We read this exception to apply to the Department of State Police, as one such law enforcement agency, in its registration and licensing procedures as well as in its hiring practices. The Commissioner of the Department so interpreted the enactment at the time the General Assembly was considering its passage and, as a consequence, the exception has been extended in practice over the years to the registration and licensure policies affecting the employment of private detectives and security guards. We are further reinforced in our interpretation of the exception by the stipulation entered into between the Attorney General and plaintiffs counsel that existing law automatically bars felony offenders from engaging in the occupations of private detectives and security guards. Amended Stipulation of Facts, par. 8.

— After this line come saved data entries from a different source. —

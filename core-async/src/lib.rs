//! Async runtime abstraction for the affinity bridge.
//!
//! Every other crate in the workspace reaches Tokio through this crate so the
//! executor choice stays in one place. The dispatcher owns a dedicated worker
//! runtime (see [`runtime::WorkerRuntime`]) for computations that must run off
//! the host's designated thread; everything else here is a thin re-export.
//!
//! # Modules
//!
//! - `task`: Task spawning and execution
//! - `runtime`: Worker runtime construction and `block_on`
//! - `time`: Sleep, timeout and instants
//! - `sync`: Async-aware channels and cancellation
//!
//! # Examples
//!
//! ```rust
//! use core_async::runtime::WorkerRuntime;
//! use core_async::time::{sleep, Duration};
//!
//! let workers = WorkerRuntime::new(2, "doc-worker").unwrap();
//! let value = workers.block_on(async {
//!     sleep(Duration::from_millis(1)).await;
//!     42
//! });
//! assert_eq!(value, 42);
//! workers.shutdown();
//! ```

pub mod runtime;
pub mod sync;
pub mod task;
pub mod time;

pub use task::spawn;
pub use time::{sleep, Duration, Instant};
//! Core service façade and bootstrap helpers.
//!
//! A [`CoreService`] is one session of the dispatch bridge inside a host. It
//! owns the dispatcher, the bridge, the host event registry and the runtime
//! event bus; nothing is global. Desktop hosts without a primary-thread loop
//! of their own enable the `desktop-shims` feature (the default) and use
//! [`CoreService::start_desktop`], which pairs the session with a
//! `bridge-desktop` host loop.
//!
//! ```rust
//! use bridge_traits::host::BoundThread;
//! use core_runtime::config::CoreConfig;
//! use core_service::CoreService;
//! use std::sync::Arc;
//!
//! let main = Arc::new(BoundThread::new("server-main"));
//! main.bind_current().unwrap();
//!
//! let service = CoreService::new(CoreConfig::default(), main).unwrap();
//! // ... host tick loop calls:
//! assert_eq!(service.tick().unwrap(), 0);
//! ```

pub mod adapters;
pub mod contracts;
pub mod error;
pub mod registry;

pub use adapters::{EventAdapter, PlayerSessionAdapter, UserDataStore};
pub use contracts::ThreadContracts;
pub use error::{CoreError, Result};
pub use registry::{EventPriority, EventRegistry, ExecutionType, HostEvent, ListenerId, ListenerOptions};

use std::fmt;
use std::hash::Hash;
use std::sync::atomic::{AtomicBool, Ordering};
use std::sync::Arc;

use core_cache::{CachePolicy, SingleFlightCache};
use core_dispatch::{HostThreadRef, SuspendToFutureBridge, ThreadAffinityDispatcher, ThreadContext};
use core_runtime::config::{CoreConfig, ShutdownStrategy};
use core_runtime::events::{EventBus, DEFAULT_EVENT_BUFFER_SIZE};
use tracing::{info, instrument, warn};

#[cfg(feature = "desktop-shims")]
use bridge_desktop::DesktopHostLoop;
#[cfg(feature = "desktop-shims")]
use bridge_traits::host::BoundThread;

/// Primary façade exposed to host applications.
pub struct CoreService {
    config: CoreConfig,
    dispatcher: Arc<ThreadAffinityDispatcher>,
    bridge: SuspendToFutureBridge,
    main: HostThreadRef,
    registry: Arc<EventRegistry>,
    events: EventBus,
    disposed: AtomicBool,
}

impl CoreService {
    /// Starts a session whose designated thread is `main_thread`.
    ///
    /// The host must drain that thread's queue regularly, either by calling
    /// [`tick`](Self::tick) from it or through a host loop.
    #[instrument(skip_all, fields(main_thread = tracing::field::Empty))]
    pub fn new(config: CoreConfig, main_thread: impl Into<HostThreadRef>) -> Result<Self> {
        config.validate()?;
        let main = main_thread.into();
        tracing::Span::current().record("main_thread", main.id().as_str());

        let events = EventBus::new(DEFAULT_EVENT_BUFFER_SIZE);
        let dispatcher = ThreadAffinityDispatcher::from_config(&config)
            .event_bus(events.clone())
            .build()?;
        let main_context = dispatcher.register_thread(main.clone());
        let bridge = SuspendToFutureBridge::new(Arc::clone(&dispatcher));
        let contracts = ThreadContracts::from_config(&config, main_context);
        let registry = Arc::new(
            EventRegistry::new(Arc::clone(&dispatcher), contracts).with_event_bus(events.clone()),
        );

        info!(
            worker_threads = config.worker_threads,
            strategy = ?config.shutdown_strategy,
            "Core service started"
        );

        Ok(Self {
            config,
            dispatcher,
            bridge,
            main,
            registry,
            events,
            disposed: AtomicBool::new(false),
        })
    }

    /// Starts a session together with a desktop host loop that acts as its
    /// main thread, named and ticked per `config`.
    #[cfg(feature = "desktop-shims")]
    pub fn start_desktop(config: CoreConfig) -> Result<(Self, DesktopHostLoop)> {
        let main = Arc::new(BoundThread::new(config.main_thread_name.clone()));
        let service = Self::new(config, Arc::clone(&main))?;
        let host = DesktopHostLoop::from_config(Arc::clone(&service.dispatcher), &service.config)
            .bound_thread(main)
            .start()?;
        Ok((service, host))
    }

    pub fn config(&self) -> &CoreConfig {
        &self.config
    }

    pub fn dispatcher(&self) -> &Arc<ThreadAffinityDispatcher> {
        &self.dispatcher
    }

    pub fn bridge(&self) -> &SuspendToFutureBridge {
        &self.bridge
    }

    pub fn registry(&self) -> &Arc<EventRegistry> {
        &self.registry
    }

    /// Runtime notifications: handler panics, fetch failures, evictions,
    /// dispatcher closure.
    pub fn events(&self) -> &EventBus {
        &self.events
    }

    pub fn main_context(&self) -> &ThreadContext {
        self.registry.contracts().main()
    }

    /// Context handlers for `event` must run in, per the configured
    /// contracts.
    pub fn context_for(&self, event: &str) -> ThreadContext {
        self.registry.contracts().context_for(event)
    }

    /// A cache using this session's bridge, policy and event bus.
    pub fn cache<K, V>(&self) -> SingleFlightCache<K, V>
    where
        K: Eq + Hash + Clone + fmt::Debug + Send + Sync + 'static,
        V: Clone + Send + 'static,
    {
        SingleFlightCache::new(self.bridge.clone())
            .with_policy(CachePolicy::from_config(&self.config))
            .with_event_bus(self.events.clone())
    }

    /// Registers `adapter`'s listeners with this session's registry.
    ///
    /// # Errors
    ///
    /// [`CoreError::Disposed`] once the session has been disposed.
    pub fn install<A: EventAdapter>(&self, adapter: Arc<A>) -> Result<Vec<ListenerId>> {
        self.ensure_live()?;
        let name = adapter.name();
        let ids = adapter.register(&self.registry);
        info!(adapter = name, listeners = ids.len(), "Adapter installed");
        Ok(ids)
    }

    /// Builds and installs the player-session adapter over `store`.
    pub fn install_player_sessions(
        &self,
        store: Arc<dyn UserDataStore>,
    ) -> Result<(Arc<PlayerSessionAdapter>, Vec<ListenerId>)> {
        let adapter = Arc::new(
            PlayerSessionAdapter::new(store, Arc::new(self.cache()), self.registry.contracts())
                .with_fetch_timeout(self.config.fetch_timeout()),
        );
        let ids = self.install(Arc::clone(&adapter))?;
        Ok((adapter, ids))
    }

    /// Runs the work queued for the main thread. Call it from that thread.
    pub fn tick(&self) -> Result<usize> {
        self.ensure_live()?;
        Ok(self.dispatcher.drain(&self.main.id())?)
    }

    fn ensure_live(&self) -> Result<()> {
        if self.is_disposed() {
            return Err(CoreError::Disposed);
        }
        Ok(())
    }

    pub fn is_disposed(&self) -> bool {
        self.disposed.load(Ordering::Acquire)
    }

    /// Shuts the dispatcher down. Pending handles observe
    /// `DispatcherClosed` from then on. Returns the number of queued work
    /// items discarded; `0` on repeat calls.
    #[instrument(skip(self))]
    pub fn dispose(&self) -> usize {
        if self.disposed.swap(true, Ordering::AcqRel) {
            return 0;
        }
        let dropped = self.dispatcher.shutdown();
        info!(dropped, "Core service disposed");
        dropped
    }
}

impl Drop for CoreService {
    fn drop(&mut self) {
        if self.is_disposed() {
            return;
        }
        match self.config.shutdown_strategy {
            ShutdownStrategy::Scheduler => {
                self.dispose();
            }
            ShutdownStrategy::Manual => {
                warn!("Core service dropped without dispose() under the manual shutdown strategy");
            }
        }
    }
}

impl fmt::Debug for CoreService {
    fn fmt(&self, f: &mut fmt::Formatter<'_>) -> fmt::Result {
        f.debug_struct("CoreService")
            .field("main", &self.main)
            .field("dispatcher", &self.dispatcher)
            .field("registry", &self.registry)
            .field("disposed", &self.is_disposed())
            .finish()
    }
}

#[cfg(test)]
mod tests {
    use super::*;
    use bridge_traits::host::BoundThread;
    use std::sync::mpsc;

    fn bound_main() -> Arc<BoundThread> {
        let main = Arc::new(BoundThread::new("server-main"));
        main.bind_current().unwrap();
        main
    }

    #[test]
    fn test_tick_runs_main_thread_work() {
        let service = CoreService::new(CoreConfig::default(), bound_main()).unwrap();
        let (tx, rx) = mpsc::channel();

        let context = service.main_context().clone();
        let inside = context.clone();
        service
            .dispatcher()
            .submit(&context, move || tx.send(inside.is_satisfied()).unwrap())
            .unwrap();
        // Required context satisfied on this thread: ran inline.
        assert!(rx.try_recv().unwrap());
        assert_eq!(service.tick().unwrap(), 0);
    }

    #[test]
    fn test_invalid_config_is_rejected() {
        let mut config = CoreConfig::default();
        config.worker_threads = 0;
        let result = CoreService::new(config, Arc::new(BoundThread::new("server-main")));
        assert!(matches!(result, Err(CoreError::Runtime(_))));
    }

    #[test]
    fn test_dispose_is_idempotent() {
        let service = CoreService::new(CoreConfig::default(), bound_main()).unwrap();
        service.dispose();
        assert!(service.is_disposed());
        assert!(service.dispatcher().is_closed());
        assert_eq!(service.dispose(), 0);
    }

    #[test]
    fn test_disposed_session_rejects_tick_and_install() {
        struct Noop;

        impl EventAdapter for Noop {
            fn name(&self) -> &'static str {
                "noop"
            }

            fn register(self: Arc<Self>, _registry: &EventRegistry) -> Vec<ListenerId> {
                Vec::new()
            }
        }

        let service = CoreService::new(CoreConfig::default(), bound_main()).unwrap();
        assert!(service.install(Arc::new(Noop)).unwrap().is_empty());

        service.dispose();
        assert!(matches!(service.tick(), Err(CoreError::Disposed)));
        assert!(matches!(service.install(Arc::new(Noop)), Err(CoreError::Disposed)));
    }

    #[test]
    fn test_scheduler_strategy_disposes_on_drop() {
        let service = CoreService::new(CoreConfig::default(), bound_main()).unwrap();
        let dispatcher = Arc::clone(service.dispatcher());
        drop(service);
        assert!(dispatcher.is_closed());
    }

    #[test]
    fn test_manual_strategy_leaves_dispatcher_open_on_drop() {
        let config = CoreConfig::builder()
            .shutdown_strategy(ShutdownStrategy::Manual)
            .build()
            .unwrap();
        let service = CoreService::new(config, bound_main()).unwrap();
        let dispatcher = Arc::clone(service.dispatcher());
        drop(service);
        assert!(!dispatcher.is_closed());
        dispatcher.shutdown();
    }

    #[test]
    fn test_cache_uses_config_policy() {
        let config = CoreConfig::builder()
            .cache_ttl(std::time::Duration::from_secs(30))
            .evict_failures(false)
            .build()
            .unwrap();
        let service = CoreService::new(config, bound_main()).unwrap();
        let cache: SingleFlightCache<String, u32> = service.cache();

        assert_eq!(cache.policy().ttl, Some(std::time::Duration::from_secs(30)));
        assert!(!cache.policy().evict_failures);
    }
}
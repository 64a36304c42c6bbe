//! Time and Logging Abstractions
//!
//! Injectable time source (used for cache expiry) and a logging sink for
//! forwarding structured logs into the host's own logger.

use chrono::{DateTime, Duration as ChronoDuration, Utc};
use serde::{Deserialize, Serialize};
use std::collections::HashMap;
use std::sync::Mutex;
use std::time::Duration;

use crate::error::Result;

/// Time source trait
///
/// Abstracts system time so that expiry decisions can be driven
/// deterministically in tests.
pub trait Clock: Send + Sync {
    /// Get current UTC time
    fn now(&self) -> DateTime<Utc>;

    /// Get current Unix timestamp in seconds
    fn unix_timestamp(&self) -> i64 {
        self.now().timestamp()
    }

    /// Get current Unix timestamp in milliseconds
    fn unix_timestamp_millis(&self) -> i64 {
        self.now().timestamp_millis()
    }
}

/// System clock implementation using actual system time
#[derive(Debug, Clone, Default)]
pub struct SystemClock;

impl Clock for SystemClock {
    fn now(&self) -> DateTime<Utc> {
        Utc::now()
    }
}

/// Clock that only moves when told to.
#[derive(Debug)]
pub struct ManualClock {
    now: Mutex<DateTime<Utc>>,
}

impl ManualClock {
    pub fn new(start: DateTime<Utc>) -> Self {
        Self {
            now: Mutex::new(start),
        }
    }

    /// Moves the clock forward by `by`.
    pub fn advance(&self, by: Duration) {
        let step = ChronoDuration::from_std(by).unwrap_or(ChronoDuration::MAX);
        let mut now = match self.now.lock() {
            Ok(guard) => guard,
            Err(poisoned) => poisoned.into_inner(),
        };
        *now = now.checked_add_signed(step).unwrap_or(*now);
    }
}

impl Default for ManualClock {
    fn default() -> Self {
        Self::new(Utc::now())
    }
}

impl Clock for ManualClock {
    fn now(&self) -> DateTime<Utc> {
        match self.now.lock() {
            Ok(guard) => *guard,
            Err(poisoned) => *poisoned.into_inner(),
        }
    }
}

/// Log level
#[derive(Debug, Clone, Copy, PartialEq, Eq, PartialOrd, Ord, Serialize, Deserialize)]
pub enum LogLevel {
    Trace,
    Debug,
    Info,
    Warn,
    Error,
}

/// Structured log entry
#[derive(Debug, Clone, Serialize, Deserialize)]
pub struct LogEntry {
    /// Log level
    pub level: LogLevel,
    /// Timestamp
    pub timestamp: DateTime<Utc>,
    /// Target module/component
    pub target: String,
    /// Log message
    pub message: String,
    /// Structured fields
    pub fields: HashMap<String, String>,
    /// Name of the OS thread that emitted the entry, when known
    pub thread: Option<String>,
    /// Enclosing span name
    pub span_id: Option<String>,
}

impl LogEntry {
    pub fn new(level: LogLevel, target: impl Into<String>, message: impl Into<String>) -> Self {
        Self {
            level,
            timestamp: Utc::now(),
            target: target.into(),
            message: message.into(),
            fields: HashMap::new(),
            thread: std::thread::current().name().map(str::to_string),
            span_id: None,
        }
    }

    pub fn with_field(mut self, key: impl Into<String>, value: impl Into<String>) -> Self {
        self.fields.insert(key.into(), value.into());
        self
    }

    pub fn with_span_id(mut self, span_id: impl Into<String>) -> Self {
        self.span_id = Some(span_id.into());
        self
    }
}

/// Logger sink trait
///
/// Forwards structured logs from the core to the host's logging pipeline
/// (a plugin logger, a server console, a log file).
///
/// # Example
///
/// ```ignore
/// use bridge_traits::time::{LoggerSink, LogEntry, LogLevel};
///
/// async fn log_error(logger: &dyn LoggerSink, error: &str) {
///     let entry = LogEntry::new(LogLevel::Error, "core_dispatch", error)
///         .with_field("context", "server-main");
///     logger.log(entry).await.ok();
/// }
/// ```
#[async_trait::async_trait]
pub trait LoggerSink: Send + Sync {
    /// Forward a log entry to the host logging system
    async fn log(&self, entry: LogEntry) -> Result<()>;

    /// Flush any buffered logs
    async fn flush(&self) -> Result<()> {
        Ok(())
    }

    /// Get the minimum log level that will be processed
    fn min_level(&self) -> LogLevel {
        LogLevel::Info
    }
}

/// Console logger implementation for testing/development
#[derive(Debug, Clone)]
pub struct ConsoleLogger {
    pub min_level: LogLevel,
}

impl Default for ConsoleLogger {
    fn default() -> Self {
        Self {
            min_level: LogLevel::Info,
        }
    }
}

#[async_trait::async_trait]
impl LoggerSink for ConsoleLogger {
    async fn log(&self, entry: LogEntry) -> Result<()> {
        if entry.level >= self.min_level {
            let level_str = match entry.level {
                LogLevel::Trace => "TRACE",
                LogLevel::Debug => "DEBUG",
                LogLevel::Info => "INFO",
                LogLevel::Warn => "WARN",
                LogLevel::Error => "ERROR",
            };

            println!(
                "[{}] {} [{}] {}: {}",
                entry.timestamp.format("%Y-%m-%d %H:%M:%S%.3f"),
                level_str,
                entry.thread.as_deref().unwrap_or("unnamed"),
                entry.target,
                entry.message
            );

            if !entry.fields.is_empty() {
                println!("  Fields: {:?}", entry.fields);
            }
        }
        Ok(())
    }

    fn min_level(&self) -> LogLevel {
        self.min_level
    }
}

. In Connecticut, the Board of Pardons consists of five members appointed by the governor with the advice and consent of either House of the General Assembly. The Board has no office nor does it have a telephone listing. It does not have written materials to acquaint the public with its powers or procedures. While an applicant for a pardon may be represented by an attorney and present witnesses, there are no published guidelines or standards limiting or governing the Board’s discretion. Pardons are granted or denied without written or oral explanations. If a person receives an absolute pardon, he may have his criminal record erased by applying to the Court where the conviction occurred.
. The judgment, of course, does not limit the power of the State to enact reasonable standards and procedures to assess a felon’s fitness or capacity to be registered as a private detective or security guard.